In the log of documents Kerik didn’t turn over that was obtained by Politico, one is labeled “DRAFT LETTER FROM POTUS TO SEIZE EVIDENCE IN THE INTEREST OF NATIONAL SECURITY FOR THE 2020 ELECTIONS.”
According to Politico, Erik’s attorney Timothy Parlatore provided the “privilege log” to the committee. The log originated on Dec. 17, a day before Trump floated the option of seizing election equipment in states whose results the former president was challenging with advisers such as Michael Flynn.
Although Trump turned down that strategy, the former president’s consideration of it is within the committee’s interests in its investigation into efforts to overturn the 2020 presidential election results.
Politico noted that it’s unclear if Trump knew about the draft letter’s existence. In his “privilege log,” Kerik argues that he withheld the document due to being an “attorney work product.”
In addition to the “privilege log,” Kerik provided emails between him and associates about paying for rooms at the Willard Hotel — the so-called war room where Trump allies gathered to strategize about stopping Congress from certifying Joe Biden’s victory. Kerik was previously subpoenaed by the panel in November as part of its probe into the hotel.

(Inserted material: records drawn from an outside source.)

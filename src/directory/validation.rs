use crate::directory::model::NewInvestor;
use regex::Regex;
use std::sync::OnceLock;

#[derive(thiserror::Error, Debug, PartialEq, Eq)]
pub enum ValidationError {
    #[error("name is required")]
    MissingName,
    #[error("type must not be blank")]
    BlankType,
    #[error("invalid state code: {0:?} (expected two uppercase letters)")]
    InvalidState(String),
    #[error("record {index}: {source}")]
    InBatch {
        index: usize,
        #[source]
        source: Box<ValidationError>,
    },
}

fn state_code_re() -> &'static Regex {
    static RE: OnceLock<Regex> = OnceLock::new();
    RE.get_or_init(|| Regex::new(r"^[A-Z]{2}$").expect("state code pattern"))
}

/// 写入前的类型化校验：name 非空；type 若给出不能是空白；state 若给出必须是两位大写字母
pub fn validate_new_investor(inv: &NewInvestor) -> Result<(), ValidationError> {
    match inv.name.as_deref() {
        Some(name) if !name.trim().is_empty() => {}
        _ => return Err(ValidationError::MissingName),
    }
    if let Some(t) = inv.investor_type.as_deref() {
        if t.trim().is_empty() {
            return Err(ValidationError::BlankType);
        }
    }
    if let Some(state) = inv.state.as_deref() {
        if !state_code_re().is_match(state) {
            return Err(ValidationError::InvalidState(state.to_string()));
        }
    }
    Ok(())
}

pub fn validate_batch(batch: &[NewInvestor]) -> Result<(), ValidationError> {
    for (index, inv) in batch.iter().enumerate() {
        validate_new_investor(inv).map_err(|e| ValidationError::InBatch {
            index,
            source: Box::new(e),
        })?;
    }
    Ok(())
}
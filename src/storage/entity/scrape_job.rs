use sea_orm::entity::prelude::*;
use serde::{Deserialize, Serialize};

#[derive(Clone, Debug, PartialEq, Eq, DeriveEntityModel, Deserialize, Serialize)]
#[sea_orm(table_name = "scrape_jobs")]
pub struct Model {
    #[sea_orm(primary_key)]
    pub id: i32,
    pub source: String,
    pub requested_limit: i64,
    pub status: String, // QUEUED/RUNNING/DONE/FAILED
    pub records_ingested: i64,
    pub error_message: Option<String>,
    pub created_at: i64,
    pub updated_at: i64,
    pub finished_at: Option<i64>,
}

#[derive(Copy, Clone, Debug, EnumIter, DeriveRelation)]
pub enum Relation {}

impl ActiveModelBehavior for ActiveModel {}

In a seven-page letter to the committee, Parlatore said that Kerik would accept a voluntary interview with the panel on Jan. 13. Kerik, however, expressed concerns about the conditions of the interview and whether a transcript and recording would be released immediately after the interview, or whether his attorney could record the proceedings himself.
“Mr. Kerik is a strong believer in our constitutional system of government and would have never participated in any effort to knowingly promote false claims,” Parlatore, wrote to the committee’s chair, Rep. Bennie Thompson (D-MS), in a letter.
“He believed then, as he does now, that there were significant election improprieties and inconsistencies as well as evidence of possible fraud in the election that must be properly investigated,” Parlatore continued. “It is for this reason, that Mr. Kerik very much wants to cooperate with your committee and any investigators who are truly willing to move ahead swiftly and get to the truth.”
Kerik, an ally of Trump attorney Rudy Giuliani, also provided another 22-page document , titled “STRATEGIC COMMUNICATIONS PLAN – GIULIANI PRESIDENTIAL LEGAL DEFENSE TEAM.” It detailed a blueprint for a 10-day blitz leading up to Jan. 6 to pressure swing-state Republicans to oppose certifying the election. According to the document, that effort was focused on six swing states: Arizona, Georgia, Michigan, Nevada, Pennsylvania and Wisconsin.
The 22-page document said its primary channels to disseminate messaging included”presidential tweets” as well as talk radio, conservative bloggers, social media influencers, Trump campaign volunteers and other media allies. “Key team members” who supposedly supported the effort included House Freedom Caucus members, some of whom pushed the Big Lie of a “stolen” presidential election, in addition to Giuliani, “Peter Navarro Team” and “identified legislative leaders” in each of the six swing states.
The document also listed actions that the group intended to organize, which include “protests at weak members’ homes,” “protests at local officials homes/offices” and “protests in DC – rally for key House and Senate members.
It is unclear whether Kerik would appear for a deposition instead of an interview, following a letter from Parlatore to the committee last month that indicated that Kerik would be willing to be interviewed by the panel under certain conditions.